È la prima volta che un procedimento su questo tema si conclude con una sentenza del genere. La questione, non a caso, ha fatto molto discutere, anche perché è probabile che creerà un precedente giudiziario non da poco – soprattutto se si considera che attualmente sono in corso circa 2mila processi simili in tutto il mondo.
Molti content creator attivi nel campo del digital detox hanno sfruttato il caso per offrire consigli agli utenti e promuovere i propri servizi. Paradossalmente, infatti, il digital detox è un argomento molto popolare sui social network, oltre che redditizio. Il settore – attraverso app, libri, corsi di formazione o vacanze in posti dove non c'è Internet, tra le tante cose – nel 2025 ha generato a livello globale un indotto commerciale superiore ai 2 miliardi di euro.
Perché l'industria del digital detox ha così tanto successo?

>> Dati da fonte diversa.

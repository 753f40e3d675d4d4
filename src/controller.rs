//! Page controller: owns the active writer and maps UI events onto it.
//!
//! The controller never touches the DOM or timers directly. UI output goes
//! through [`View`]; delayed work is queued as [`Deferred`] tasks that the host
//! drains with [`Controller::take_deferred`] and feeds back through
//! [`Controller::run_deferred`] once the delay has elapsed.

use std::collections::VecDeque;

use log::{debug, info, warn};

use crate::config::{
    DEFAULT_CHARACTER, DisplayOptions, QUIZ_COMPLETE_DELAY_MS, RESET_REVEAL_DELAY_MS,
    WriterOptions,
};
use crate::lexicon::{self, CharInfo};
use crate::writer::{Generation, StrokeWriter, WriterEvent, WriterFactory};

pub const INVALID_CHARACTER_MESSAGE: &str = "无法加载汉字，请输入有效的汉字";
pub const QUIZ_COMPLETE_MESSAGE: &str = "测试完成！做得很好！";
pub const QUIZ_LABEL_IDLE: &str = "测试模式";
pub const QUIZ_LABEL_ACTIVE: &str = "退出测试";

#[derive(Clone, Copy, Debug, PartialEq, Eq)]
pub enum ToastKind {
    Info,
    Error,
}

impl ToastKind {
    pub fn class_name(self) -> &'static str {
        match self {
            ToastKind::Info => "info",
            ToastKind::Error => "error",
        }
    }
}

#[derive(Clone, Debug, PartialEq, Eq)]
pub struct Toast {
    pub kind: ToastKind,
    pub message: String,
}

impl Toast {
    pub fn info(message: impl Into<String>) -> Self {
        Self { kind: ToastKind::Info, message: message.into() }
    }

    pub fn error(message: impl Into<String>) -> Self {
        Self { kind: ToastKind::Error, message: message.into() }
    }
}

/// Output surface the controller renders into.
pub trait View {
    fn render_info(&mut self, info: &CharInfo);
    fn set_quiz_button(&mut self, quiz_mode: bool);
    fn set_input_value(&mut self, character: char);
    /// Mark exactly one example tile as active.
    fn mark_active_tile(&mut self, character: char);
    fn show_toast(&mut self, toast: Toast);
}

#[derive(Clone, Copy, Debug, PartialEq, Eq)]
pub enum DeferredAction {
    /// Second half of `reset()`: bring the character back.
    Reveal,
    QuizCompleteMessage,
}

/// Work to run after `delay_ms`, only if `generation` is still mounted.
#[derive(Clone, Copy, Debug, PartialEq, Eq)]
pub struct Deferred {
    pub delay_ms: u32,
    pub generation: Generation,
    pub action: DeferredAction,
}

#[derive(Clone, Copy, Debug, PartialEq, Eq)]
pub enum Selection {
    /// Input was not exactly one character; nothing changed.
    Ignored,
    Mounted(Generation),
    /// Writer construction failed; no writer is mounted and the previous
    /// character was restored.
    Failed,
}

/// How many earlier mounts are remembered as rollback targets.
const ROLLBACK_DEPTH: usize = 16;

struct Mounted<W> {
    writer: W,
    generation: Generation,
}

pub struct Controller<F: WriterFactory, V: View> {
    factory: F,
    view: V,
    base_options: WriterOptions,
    display: DisplayOptions,
    current: char,
    quiz_mode: bool,
    active: Option<Mounted<F::Writer>>,
    last_generation: Generation,
    /// Mounted characters, newest last, minus those whose data failed to load.
    mount_history: VecDeque<(Generation, char)>,
    pending: Vec<Deferred>,
}

impl<F: WriterFactory, V: View> Controller<F, V> {
    pub fn new(factory: F, view: V, base_options: WriterOptions, display: DisplayOptions) -> Self {
        Self {
            factory,
            view,
            base_options,
            display,
            current: DEFAULT_CHARACTER,
            quiz_mode: false,
            active: None,
            last_generation: Generation::default(),
            mount_history: VecDeque::with_capacity(ROLLBACK_DEPTH),
            pending: Vec::new(),
        }
    }

    /// Mount the default character and paint the initial UI.
    pub fn start(&mut self) -> Selection {
        self.view.set_quiz_button(self.quiz_mode);
        let outcome = self.mount();
        self.view.render_info(&lexicon::lookup(self.current));
        outcome
    }

    pub fn current_character(&self) -> char {
        self.current
    }

    pub fn is_quiz_mode(&self) -> bool {
        self.quiz_mode
    }

    pub fn active_generation(&self) -> Option<Generation> {
        self.active.as_ref().map(|m| m.generation)
    }

    pub fn has_writer(&self) -> bool {
        self.active.is_some()
    }

    pub fn view(&self) -> &V {
        &self.view
    }

    pub fn select_character(&mut self, input: &str) -> Selection {
        let Some(ch) = single_char(input.trim()) else {
            return Selection::Ignored;
        };
        self.current = ch;
        let outcome = self.mount();
        if outcome == Selection::Failed {
            self.current = self.rollback_target();
        }
        self.view.render_info(&lexicon::lookup(self.current));
        outcome
    }

    pub fn on_example_tile_click(&mut self, data_char: &str) -> Selection {
        let outcome = self.select_character(data_char);
        if let Selection::Mounted(_) = outcome {
            self.view.set_input_value(self.current);
            self.view.mark_active_tile(self.current);
        }
        outcome
    }

    pub fn animate(&mut self) {
        if let Some(m) = self.active.as_mut() {
            m.writer.animate();
        }
    }

    pub fn toggle_quiz(&mut self) -> bool {
        self.quiz_mode = !self.quiz_mode;
        self.view.set_quiz_button(self.quiz_mode);
        if let Some(m) = self.active.as_mut() {
            if self.quiz_mode {
                m.writer.hide_character();
                m.writer.start_quiz();
            } else {
                m.writer.cancel_quiz();
                m.writer.hide_character();
                m.writer.show_character();
            }
        }
        info!("quiz mode {}", if self.quiz_mode { "on" } else { "off" });
        self.quiz_mode
    }

    pub fn reset(&mut self) {
        if let Some(m) = self.active.as_mut() {
            m.writer.hide_character();
            self.pending.push(Deferred {
                delay_ms: RESET_REVEAL_DELAY_MS,
                generation: m.generation,
                action: DeferredAction::Reveal,
            });
        }
    }

    pub fn update_display_options(&mut self, display: DisplayOptions) {
        self.display = display;
        if let Some(m) = self.active.as_mut() {
            m.writer.set_display(display);
        }
    }

    /// Global keyboard shortcuts. Returns whether the key was handled.
    pub fn handle_key(&mut self, key: &str) -> bool {
        match key {
            "Enter" => self.animate(),
            "Escape" => self.reset(),
            _ => return false,
        }
        true
    }

    pub fn on_writer_event(&mut self, generation: Generation, event: WriterEvent) {
        // A failed load disqualifies that character as a rollback target even
        // when its writer has already been replaced.
        if event == WriterEvent::LoadFailed {
            self.forget_mount(generation);
        }
        if self.active_generation() != Some(generation) {
            debug!("ignoring {event:?} from stale writer {generation:?}");
            return;
        }
        match event {
            WriterEvent::StrokeStart { stroke_num } => {
                debug!("stroke {} started", stroke_num + 1)
            }
            WriterEvent::StrokeEnd { stroke_num } => {
                debug!("stroke {} finished", stroke_num + 1)
            }
            WriterEvent::AnimationComplete => {
                info!("animation of {} complete", self.current);
                if self.quiz_mode {
                    self.schedule_quiz_message(generation);
                }
            }
            WriterEvent::QuizCorrectStroke { stroke_num } => {
                debug!("quiz: stroke {} correct", stroke_num + 1)
            }
            WriterEvent::QuizMistake { stroke_num, mistakes } => {
                debug!("quiz: mistake on stroke {} ({mistakes} so far)", stroke_num + 1)
            }
            WriterEvent::QuizComplete { total_mistakes } => {
                info!("quiz of {} complete with {total_mistakes} mistakes", self.current);
                if self.quiz_mode {
                    self.schedule_quiz_message(generation);
                }
            }
            WriterEvent::LoadFailed => {
                warn!("no stroke data for {}", self.current);
                if let Some(mut m) = self.active.take() {
                    m.writer.teardown();
                }
                self.current = self.rollback_target();
                self.view.show_toast(Toast::error(INVALID_CHARACTER_MESSAGE));
                self.view.render_info(&lexicon::lookup(self.current));
            }
        }
    }

    pub fn take_deferred(&mut self) -> Vec<Deferred> {
        std::mem::take(&mut self.pending)
    }

    pub fn run_deferred(&mut self, task: Deferred) {
        let quiz_mode = self.quiz_mode;
        let Some(m) = self.active.as_mut().filter(|m| m.generation == task.generation) else {
            debug!("dropping {:?} for replaced writer {:?}", task.action, task.generation);
            return;
        };
        match task.action {
            DeferredAction::Reveal => {
                if quiz_mode {
                    m.writer.start_quiz();
                } else {
                    m.writer.show_character();
                }
            }
            DeferredAction::QuizCompleteMessage => {
                self.view.show_toast(Toast::info(QUIZ_COMPLETE_MESSAGE));
            }
        }
    }

    fn schedule_quiz_message(&mut self, generation: Generation) {
        self.pending.push(Deferred {
            delay_ms: QUIZ_COMPLETE_DELAY_MS,
            generation,
            action: DeferredAction::QuizCompleteMessage,
        });
    }

    fn forget_mount(&mut self, generation: Generation) {
        let Some(idx) = self.mount_history.iter().position(|&(g, _)| g == generation) else {
            return;
        };
        let Some((_, ch)) = self.mount_history.remove(idx) else {
            return;
        };
        // Already rolled back onto this character with nothing mounted.
        if self.active.is_none() && self.current == ch {
            self.current = self.rollback_target();
            self.view.render_info(&lexicon::lookup(self.current));
        }
    }

    /// Most recent mounted character not known to have failed.
    fn rollback_target(&self) -> char {
        self.mount_history
            .back()
            .map(|&(_, ch)| ch)
            .unwrap_or(DEFAULT_CHARACTER)
    }

    fn mount(&mut self) -> Selection {
        if let Some(mut old) = self.active.take() {
            old.writer.teardown();
        }
        let generation = self.last_generation.next();
        self.last_generation = generation;
        let options = self.base_options.clone().with_display(self.display);
        match self.factory.create(self.current, &options, generation) {
            Ok(mut writer) => {
                if self.quiz_mode {
                    writer.start_quiz();
                }
                self.active = Some(Mounted { writer, generation });
                if self.mount_history.len() == ROLLBACK_DEPTH {
                    self.mount_history.pop_front();
                }
                self.mount_history.push_back((generation, self.current));
                info!("mounted writer {generation:?} for {}", self.current);
                Selection::Mounted(generation)
            }
            Err(err) => {
                warn!("failed to create writer for {}: {err}", self.current);
                self.view.show_toast(Toast::error(INVALID_CHARACTER_MESSAGE));
                Selection::Failed
            }
        }
    }
}

fn single_char(s: &str) -> Option<char> {
    let mut chars = s.chars();
    let c = chars.next()?;
    chars.next().is_none().then_some(c)
}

@j4nnatara reflections after 31 days of replacing my doomscrolling habits with hobbies :) #screentime #doomscrolling #socialmediadetox #phoneaddiction #digitaldetox original sound - jannat
Molti content creator attivi nel campo del digital detox, online e offline, promuovono in particolare uno stile di vita più analogico, basato per esempio su pratiche note con l’espressione «touch grass», usata per suggerire di riconnettersi con il mondo reale, prendendosi una pausa dallo smartphone e prestando attenzione al proprio benessere psicofisico.
È un tipo di narrazione, questa, che spesso risulta efficace perché intercetta una sensazione piuttosto diffusa: da un lato, infatti, molte persone sentono le necessita di fare a meno dello smartphone, consapevoli di non riuscire a controllarne l’uso, ma dall’altro riconoscono quanto la vita sociale, lavorativa e relazionale ruoti intorno ai dispositivi mobili. Non tutti gli utenti, poi, sono realmente consapevoli di avere un problema con il doomscrolling.
Il successo commerciale dell'industria del digital detox deriva proprio da qui e, per certi aspetti, ricorda quello del settore dedicato ad aiutare le persone a smettere di fumare, che a partire dagli anni Novanta conobbe una forte espansione grazie a libri, corsi e farmaci, tra le altre cose. In passato, anche le principali società produttrici di sigarette furono accusate di non aver fatto nulla per limitare gli effetti negativi dei loro prodotti, pur essendone al corrente: per questo, a seguito di risarcimenti per centinaia di milioni di dollari, accettarono di modificare le proprie strategie di marketing al fine di aumentare la sicurezza e la consapevolezza dei consumatori.
Il digital detox individuale e collettivo
Nel campo del digital detox il prodotto che va per la maggiore sono le app: sono decine quelle che limitano l’uso dei dei social network – o altri portali basati su logiche simili – attraverso blocchi provvisori, prove da superare o messaggi motivazionali. Ma le soluzioni commerciali individuali, come per l'appunto i servizi che negano l'accesso ad altre app, non sempre funzionano sul medio e lungo periodo, perché dopo brevi pause spesso gli utenti tendono a riprendere le abitudini di prima.
Inoltre, il filone del digital detox è spesso descritto come una tendenza occidentale, ma in realtà negli ultimi anni il settore si è espanso rapidamente anche altrove, soprattutto in Asia, dove però la questione è stata affrontata in alcuni casi con misure collettive – vista la scarsa efficacia di quelle individuali. Per esempio, di recente la città giapponese di Toyoake, nella parte centrale del Paese, ha diffuso delle linee guida sugli smartphone, che incoraggiano in particolare le famiglie a stabilire delle regole condivise per usarli di meno. È avvenuto qualcosa di simile a Vadgaon, una città dell’India occidentale, dove l’amministrazione locale ha formalmente invitato la popolazione a non usare i dispositivi tecnologici di sera, consigliando piuttosto di uscire all'aperto.